Il cateterismo vescicale è una delle procedure infermieristiche più comuni e, al tempo stesso, una delle principali cause di infezione correlata all’assistenza (ICA). Le infezioni delle vie urinarie associate al catetere (CAUTI) rappresentano circa il 40% delle ICA ospedaliere. La tecnica asettica rigorosa è l’unica difesa efficace.
Indicazioni al cateterismo
Il catetere non va posizionato di routine. Le indicazioni validate sono:
- Ritenzione urinaria acuta che non risponde al cateterismo intermittente
- Monitoraggio diuresi oraria in pazienti critici
- Gestione di ulcere da pressione sacrali contaminate dall’urina
- Interventi chirurgici pelvici o prolungati
- Comfort del paziente in fase terminale
Non è indicazione: semplice incontinenza urinaria gestibile con dispositivi assorbenti.
Scelta del catetere
- Calibro: 14-16 Fr per adulto standard; 18 Fr solo se ematuria macroscopica (coaguli)
- Materiale: lattice (breve termine), silicone (lungo termine > 4 settimane)
- A doppia via per cateterismo a permanenza; a singola via per cateterismo intermittente
- Rivestiti con antisettico (argento, antibiotico): non raccomandati di routine dalle linee guida CDC per mancanza di evidenza solida sull’outcome clinico
Materiali per la procedura
- Set sterile per cateterismo (telo fenestrato, garze, pinzette, bacinella)
- Catetere della misura prescelta
- Gel lubrificante/anestetico sterile (lidocaina 2%)
- Soluzione antisettica (clorexidina acquosa 0,5% o iodopovidone)
- Siringa da 10 ml + acqua sterile per gonfiare il palloncino
- Sacca di raccolta urine con sistema chiuso
- Guanti sterili
Tecnica nel maschio
- Igiene delle mani — frizione alcolica, poi guanti sterili
- Preparazione campo sterile — telo fenestrato attorno al pene
- Pulizia del glande — retrai il prepuzio, detergi il meato con antisettico in senso centrifugo (dal meato verso l’esterno); ripeti 3 volte con garze diverse
- Applicazione del gel — instilla 10-15 ml di gel anestetico sterile nell’uretra; attendi 3-5 minuti per l’effetto anestetico
- Inserimento — tieni il pene verticale (riduce l’angolo uretrale); avanza il catetere con movimento continuo e delicato per 15-20 cm o fino al deflusso di urina
- Gonfiaggio del palloncino — solo dopo il deflusso urinario; gonfia con la quantità indicata in etichetta (solitamente 10 ml acqua sterile)

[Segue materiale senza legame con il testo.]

//! ProcessedItem — the canonical pipeline element (spec §3)

use chrono::{DateTime, Utc};
use serde::{Deserialize, Serialize};
use std::collections::HashMap;
use uuid::Uuid;

/// Lifecycle status of a ProcessedItem row, per spec §4.8.
#[derive(Debug, Clone, Copy, PartialEq, Eq, Serialize, Deserialize, Default)]
#[serde(rename_all = "snake_case")]
pub enum ItemStatus {
    #[default]
    Pending,
    Processed,
    VectorPending,
    Failed,
}

impl std::fmt::Display for ItemStatus {
    fn fmt(&self, f: &mut std::fmt::Formatter<'_>) -> std::fmt::Result {
        match self {
            Self::Pending => write!(f, "pending"),
            Self::Processed => write!(f, "processed"),
            Self::VectorPending => write!(f, "vector_pending"),
            Self::Failed => write!(f, "failed"),
        }
    }
}

impl std::str::FromStr for ItemStatus {
    type Err = String;

    fn from_str(s: &str) -> Result<Self, Self::Err> {
        match s {
            "pending" => Ok(Self::Pending),
            "processed" => Ok(Self::Processed),
            "vector_pending" => Ok(Self::VectorPending),
            "failed" => Ok(Self::Failed),
            other => Err(format!("unknown item status: {other}")),
        }
    }
}

/// The canonical, persisted pipeline element (spec §3 NormalizedItem / ProcessedItem).
///
/// `(source, source_id)` is a unique natural key; `id` is a deterministic
/// function of that pair (UUIDv5), so re-ingestion is idempotent.
#[derive(Debug, Clone, Serialize, Deserialize)]
pub struct ProcessedItem {
    pub id: Uuid,
    pub source: String,
    pub source_id: String,
    pub title: String,
    pub content: String,
    pub language: String,
    pub category: Option<String>,
    pub metrics: HashMap<String, f64>,
    pub published_at: DateTime<Utc>,
    pub collected_at: DateTime<Utc>,
    /// Hex-encoded SHA-256 over lower(title) + "\n" + lower(content).
    pub content_hash: String,
    pub embedding: Option<Vec<f32>>,
    pub status: ItemStatus,
    pub created_at: i64,
    pub updated_at: i64,
}

impl ProcessedItem {
    pub fn engagement_total(&self) -> f64 {
        self.metrics.values().sum()
    }
}
//! Storage error types

use thiserror::Error;

/// Errors raised by the storage facade (ItemStore, VectorStore, CacheStore).
///
/// Disposition of each variant is decided by the caller per spec §7: a
/// `Conflict` on `ItemStore::insert` is caught and treated as "already
/// exists" (idempotence), everything else from `ItemStore` aborts the
/// Persister batch, `VectorStore` errors mark the item `vector_pending`,
/// and `CacheStore` errors are logged and never fatal.
#[derive(Debug, Error)]
pub enum StorageError {
    #[error("record not found: {0}")]
    NotFound(String),

    #[error("unique constraint violated: {0}")]
    Conflict(String),

    #[error("sqlite error: {0}")]
    Sqlite(#[from] rusqlite::Error),

    #[error("serialization error: {0}")]
    Serde(#[from] serde_json::Error),

    #[error("storage backend error: {0}")]
    Backend(String),
}

pub type StorageResult<T> = Result<T, StorageError>;
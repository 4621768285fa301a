//! Storage facade over the pipeline's persisted domain types. Three
//! independently swappable repositories per spec §4.8 — `ItemStore`,
//! `VectorStore`, `CacheStore` — plus the relational siblings (`TopicStore`,
//! `TrendStore`, `RunStore`) that share the same SQLite connection as
//! `ItemStore` per the reference mapping in spec §6 ("the relational store
//! uses tables processed_items, topics, topic_items, trends, plugin_health,
//! pipeline_runs").

pub mod cache_store;
pub mod error;
pub mod health;
pub mod item;
pub mod item_store;
pub mod relational;
pub mod run;
pub mod run_store;
pub mod topic;
pub mod topic_store;
pub mod trend;
pub mod trend_store;
pub mod vector_store;

pub use cache_store::{CacheStore, InMemoryCacheStore};
pub use error::{StorageError, StorageResult};
pub use health::PluginHealth;
pub use item::{ItemStatus, ProcessedItem};
pub use item_store::{ItemStore, SqliteItemStore};
pub use relational::RelationalStore;
pub use run::{PipelineRun, RunStatus};
pub use run_store::{RunStore, SqliteRunStore};
pub use topic::Topic;
pub use topic_store::{SqliteTopicStore, TopicStore};
pub use trend::{Trend, TrendState};
pub use trend_store::{SqliteTrendStore, TrendStore};
pub use vector_store::{InMemoryVectorStore, VectorFilter, VectorMatch, VectorMeta, VectorStore};
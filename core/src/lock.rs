//! Named-lock registry for fingerprint and item-UUID locking (spec §5,
//! §4.7 "fingerprint lock"). In-process only; a cache-backed lease is the
//! documented multi-worker alternative (spec §5) but is out of scope here
//! since this deployment model is single-node (see DESIGN.md).

use std::collections::HashMap;
use std::sync::Arc;
use tokio::sync::{Mutex, OwnedMutexGuard};

#[derive(Default)]
pub struct FingerprintLocks {
    locks: Mutex<HashMap<String, Arc<Mutex<()>>>>,
}

impl FingerprintLocks {
    pub fn new() -> Self {
        Self::default()
    }

    /// Acquire the named lock, creating it on first use. Held until the
    /// returned guard is dropped.
    pub async fn acquire(&self, key: &str) -> OwnedMutexGuard<()> {
        let mutex = {
            let mut locks = self.locks.lock().await;
            Arc::clone(locks.entry(key.to_string()).or_insert_with(|| Arc::new(Mutex::new(()))))
        };
        mutex.lock_owned().await
    }
}

#[cfg(test)]
mod tests {
    use super::*;

    #[tokio::test]
    async fn same_key_serializes_access() {
        let locks = Arc::new(FingerprintLocks::new());
        let l1 = Arc::clone(&locks);
        let guard = l1.acquire("x").await;
        let l2 = Arc::clone(&locks);
        let handle = tokio::spawn(async move {
            let _g = l2.acquire("x").await;
        });
        tokio::time::sleep(std::time::Duration::from_millis(20)).await;
        assert!(!handle.is_finished());
        drop(guard);
        handle.await.unwrap();
    }
}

- Trazione delicata — per ancorare il palloncino al collo vescicale
- Connessione sacca — sistema chiuso, sacca mai a terra
- Riposizionamento prepuzio — obbligatorio per prevenire il parafimosi
Tecnica nella femmina
- Igiene delle mani e guanti sterili
- Posizionamento — supina con cosce abdotte e flesse (posizione ginecologica); considera un lenzuolo per la privacy
- Identificazione del meato — usa il pollice e l’indice della mano non dominante per divaricate le piccole labbra; identifica il meato uretrale (anteriore rispetto alla vagina)
- Pulizia — detergi dalle piccole labbra verso il basso con movimento dall’alto al basso; mai risalire verso il meato dopo aver deterso l’area periuretrale
- Applicazione gel — 5-10 ml nel meato
- Inserimento — avanza per 5-7 cm o fino al deflusso; se entri in vagina per errore, lascia il catetere in sede come marker e utilizza un nuovo catetere sterile per il meato corretto
- Gonfiaggio palloncino e connessione sacca come da tecnica maschile
Sorveglianza del catetere a permanenza
- Valuta ogni giorno se il catetere è ancora necessario: il primo fattore di rischio CAUTI è la durata
- Mantieni il circuito chiuso: non aprire la giunzione catetere-sacca se non per sostituire il catetere
- Posiziona la sacca sempre sotto il livello della vescica, mai a terra
- Non piegare o comprimere il tubo di deflusso
- Igiene periuretrale quotidiana con acqua e sapone — non usare antisettici di routine sulla giunzione meato-catetere
Quando rimuovere il catetere
Rimuovi il catetere il prima possibile. Le CAUTI aumentano del 3-10% per ogni giorno di cateterismo. La rimozione precoce post-operatoria (entro 24-48 ore) è raccomandata dalla letteratura come intervento principale di prevenzione.
Note di Fabrizio Devito
La tecnica asettica nel cateterismo non è un formalismo: è quello che separa una procedura sicura da una che carica il paziente di 3-7 giorni in più di ricovero per una UTI. Il passaggio più critico non è l’inserimento, è la sorveglianza quotidiana della necessità di mantenere il catetere in sede.